#[actix_rt::test]
async fn subir_imagen_reemplaza_la_anterior() {
    let pool = pool_prueba().await;
    crear_usuario(&pool, "admin@acme.com", "secreta1", ROL_ADMINISTRADOR, None).await;
    let clienteid = crear_cliente(&pool, "Alfa", "ALF").await;
    let dir = TempDir::new().unwrap();
    let app = app_prueba!(pool, &config_prueba(&dir));
    let cookies = login!(&app, "admin@acme.com", "secreta1");

    let mut urls = Vec::new();
    for _ in 0..2 {
        let req = con_cookies(
            test::TestRequest::post().uri(&format!("/api/clientes/{clienteid}/imagen")),
            &cookies,
        )
        .set_json(json!({
            "nombre_archivo": "logo.png",
            "content_type": "image/png",
            "data": PNG_BASE64,
        }))
        .to_request();
        let resp = test::call_service(&app, req).await;
        assert_eq!(resp.status(), StatusCode::OK);
        let body: Value = test::read_body_json(resp).await;
        assert_eq!(body["success"], true);
        urls.push(body["imgurl"].as_str().unwrap().to_string());
    }

    let ruta = |url: &str| {
        dir.path()
            .join("imagenes")
            .join(url.trim_start_matches(&format!("{BASE_STORAGE}/imagenes/")))
    };
    assert!(!ruta(&urls[0]).exists());
    assert!(ruta(&urls[1]).exists());

    // Servida por /storage
    let path = urls[1].trim_start_matches("http://localhost:5022");
    let req = test::TestRequest::get().uri(path).to_request();
    let resp = test::call_service(&app, req).await;
    assert_eq!(resp.status(), StatusCode::OK);

    let req = test::TestRequest::get()
        .uri("/storage/imagenes/../secreto.txt")
        .to_request();
    let resp = test::call_service(&app, req).await;
    assert_ne!(resp.status(), StatusCode::OK);

    let req = con_cookies(
        test::TestRequest::post().uri(&format!("/api/clientes/{clienteid}/imagen")),
        &cookies,
    )
    .set_json(json!({
        "nombre_archivo": "doc.pdf",
        "content_type": "application/pdf",
        "data": PNG_BASE64,
    }))
    .to_request();
    let resp = test::call_service(&app, req).await;
    assert_eq!(resp.status(), StatusCode::BAD_REQUEST);
}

++++++++++

Task brief: Take each line of the material above that holds the string "TestRequest" and copy it.

Exercise output:
            test::TestRequest::post().uri(&format!("/api/clientes/{clienteid}/imagen")),
    let req = test::TestRequest::get().uri(path).to_request();
    let req = test::TestRequest::get()
        test::TestRequest::post().uri(&format!("/api/clientes/{clienteid}/imagen")),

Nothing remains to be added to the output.